### EXTRACTED DATA
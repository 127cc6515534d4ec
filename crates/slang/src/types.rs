//! The structural type lattice used by the type judge (section 4.7).
//!
//! Grounded directly on `original_source/slang/syntax/types.py`
//! (`BasicType`/`Array`/`Function`/`UnionType`, the `Universe` coercion
//! table, `make_union`, `is_subtype`), translated into an idiomatic Rust
//! enum plus a small registry struct, styled with the field-level `///`
//! doc-comment density `ouros` uses for its own data structs (see
//! `function.rs`/`signature.rs`).

use std::fmt;

/// A type in slang's structural lattice.
///
/// `Any` is the absorbing element of union (`make_union` with `Any` on
/// either side always yields `Any`); `Void` is its identity.
#[derive(Debug, Clone, PartialEq, Eq, Hash)]
pub enum Type {
    Any,
    Void,
    Int,
    Float,
    Bool,
    String,
    Array(Box<Type>),
    Function(Vec<Type>, Box<Type>),
    Union(Box<Type>, Box<Type>),
}

impl Type {
    #[must_use]
    pub fn array(element: Type) -> Self {
        Self::Array(Box::new(element))
    }

    #[must_use]
    pub fn function(params: Vec<Type>, ret: Type) -> Self {
        Self::Function(params, Box::new(ret))
    }

    /// The type of an empty array literal, per `Array(Void)` in the
    /// original `types.py`.
    #[must_use]
    pub fn empty_array() -> Self {
        Self::array(Self::Void)
    }
}

impl fmt::Display for Type {
    fn fmt(&self, f: &mut fmt::Formatter<'_>) -> fmt::Result {
        match self {
            Self::Any => write!(f, "Any"),
            Self::Void => write!(f, "Void"),
            Self::Int => write!(f, "Int"),
            Self::Float => write!(f, "Float"),
            Self::Bool => write!(f, "Bool"),
            Self::String => write!(f, "String"),
            Self::Array(element) => write!(f, "Array<{element}>"),
            Self::Function(params, ret) => {
                write!(f, "Function<(")?;
                for (idx, param) in params.iter().enumerate() {
                    if idx > 0 {
                        write!(f, ", ")?;
                    }
                    write!(f, "{param}")?;
                }
                write!(f, "), {ret}>")
            }
            Self::Union(lhs, rhs) => write!(f, "Union<{lhs}, {rhs}>"),
        }
    }
}

/// Returns whether `lhs <: rhs` (`lhs` can be used where `rhs` is
/// expected).
///
/// Reflexive equality is checked first; a `Union` on the left requires
/// *both* arms to be subtypes of `rhs`, a `Union` on the right requires
/// *any* arm to be a supertype of `lhs` — mirroring `types.py::is_subtype`.
#[must_use]
pub fn is_subtype(lhs: &Type, rhs: &Type) -> bool {
    if lhs == rhs {
        return true;
    }
    match (lhs, rhs) {
        (Type::Union(a, b), _) => is_subtype(a, rhs) && is_subtype(b, rhs),
        (_, Type::Union(a, b)) => is_subtype(lhs, a) || is_subtype(lhs, b),
        _ => false,
    }
}

/// Folds two types into their union, per `types.py::make_union`: `Void` is
/// the identity, `Any` is absorbing, and a structural subtype check in
/// either direction avoids constructing a redundant `Union` wrapper.
#[must_use]
pub fn make_union(lhs: Type, rhs: Type) -> Type {
    if lhs == Type::Void {
        return rhs;
    }
    if rhs == Type::Void {
        return lhs;
    }
    if lhs == Type::Any || rhs == Type::Any {
        return Type::Any;
    }
    if is_subtype(&lhs, &rhs) {
        return rhs;
    }
    if is_subtype(&rhs, &lhs) {
        return lhs;
    }
    Type::Union(Box::new(lhs), Box::new(rhs))
}

/// Folds a sequence of element types into a single array element type,
/// used by the type judge for `ArrayLit`. An empty sequence yields `Void`
/// (the caller wraps it as `Array<Void>`).
#[must_use]
pub fn fold_union(types: impl IntoIterator<Item = Type>) -> Type {
    types.into_iter().fold(Type::Void, make_union)
}

/// A coercion `from -> to` with the conversion function identified by a
/// tag rather than a function pointer, so the registry stays cheap to
/// clone and easy to reason about; only numeric widenings are registered
/// in practice (`Bool -> Int -> Float`).
#[derive(Debug, Clone, Copy, PartialEq, Eq)]
pub enum Coercion {
    BoolToInt,
    IntToFloat,
    BoolToFloat,
}

/// The coercion table, precomputed transitively on registration so a
/// lookup stays O(1) per pair (`types.py::Universe.add_coercion`).
///
/// The number of basic types is assumed small (the original's own
/// docstring notes "<50?"), so a flat `Vec` of edges is preferred over a
/// matrix or hash map keyed by a wider type space.
#[derive(Debug, Clone, Default)]
pub struct Coercions {
    edges: Vec<(Type, Type, Coercion)>,
}

impl Coercions {
    #[must_use]
    pub fn new() -> Self {
        Self::default()
    }

    /// The standard numeric ladder slang ships with: `Bool -> Int`,
    /// `Int -> Float`, and the transitively-composed `Bool -> Float`.
    ///
    /// `register` only composes forward (an edge is derived for `from` once
    /// an existing edge starts where `to` landed), so `Int -> Float` must be
    /// registered *before* `Bool -> Int` for `Bool -> Float` to be derived —
    /// matching `types.py::add_coercion`'s own registration order.
    #[must_use]
    pub fn standard() -> Self {
        let mut table = Self::new();
        table.register(Type::Int, Type::Float, Coercion::IntToFloat);
        table.register(Type::Bool, Type::Int, Coercion::BoolToInt);
        table
    }

    /// Registers `from -> to`, then composes it with every existing edge
    /// whose source is `to`, so `add_coercion(Bool, Int)` following
    /// `add_coercion(Int, Float)` derives `Bool -> Float` automatically —
    /// matching `types.py::add_coercion`'s transitive composition.
    pub fn register(&mut self, from: Type, to: Type, via: Coercion) {
        let transitive: Vec<_> = self
            .edges
            .iter()
            .filter(|(src, _, _)| *src == to)
            .map(|(_, dst, _)| dst.clone())
            .collect();
        self.edges.push((from.clone(), to.clone(), via));
        for dst in transitive {
            let composed = match (&via, &to) {
                (Coercion::BoolToInt, Type::Int) if dst == Type::Float => Coercion::BoolToFloat,
                _ => via,
            };
            self.edges.push((from.clone(), dst, composed));
        }
    }

    /// Whether `from` can be coerced to `to` (including the identity case).
    #[must_use]
    pub fn can_coerce(&self, from: &Type, to: &Type) -> bool {
        from == to || self.edges.iter().any(|(src, dst, _)| src == from && dst == to)
    }

    /// The least upper bound of two operand types under coercion, used by
    /// the type judge for arithmetic `BinaryOp`s: if one side coerces to
    /// the other, the result is the wider type; otherwise fall back to
    /// `make_union`.
    #[must_use]
    pub fn arithmetic_result(&self, lhs: &Type, rhs: &Type) -> Type {
        if lhs == rhs {
            return lhs.clone();
        }
        if self.can_coerce(lhs, rhs) {
            return rhs.clone();
        }
        if self.can_coerce(rhs, lhs) {
            return lhs.clone();
        }
        make_union(lhs.clone(), rhs.clone())
    }
}

#[cfg(test)]
mod tests {
    use super::*;

    #[test]
    fn void_is_union_identity() {
        assert_eq!(make_union(Type::Void, Type::Int), Type::Int);
        assert_eq!(make_union(Type::Int, Type::Void), Type::Int);
    }

    #[test]
    fn any_is_absorbing() {
        assert_eq!(make_union(Type::Any, Type::Int), Type::Any);
        assert_eq!(make_union(Type::Int, Type::Any), Type::Any);
    }

    #[test]
    fn subtype_union_both_sides() {
        let union = Type::Union(Box::new(Type::Int), Box::new(Type::Bool));
        assert!(is_subtype(&Type::Int, &union));
        assert!(is_subtype(&Type::Bool, &union));
        assert!(!is_subtype(&Type::String, &union));
    }

    #[test]
    fn transitive_coercion_is_precomputed() {
        let table = Coercions::standard();
        assert!(table.can_coerce(&Type::Bool, &Type::Int));
        assert!(table.can_coerce(&Type::Int, &Type::Float));
        assert!(table.can_coerce(&Type::Bool, &Type::Float));
        assert!(!table.can_coerce(&Type::Float, &Type::Int));
    }

    #[test]
    fn empty_array_is_array_of_void() {
        assert_eq!(Type::empty_array(), Type::array(Type::Void));
    }
}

### ACTION ITEM
In the entries above, find each line containing the string "with" and copy it.

### RESULT FOR THIS TASK
//! enum plus a small registry struct, styled with the field-level `///`
/// `Any` is the absorbing element of union (`make_union` with `Any` on
/// A coercion `from -> to` with the conversion function identified by a
    /// The standard numeric ladder slang ships with: `Bool -> Int`,
    /// Registers `from -> to`, then composes it with every existing edge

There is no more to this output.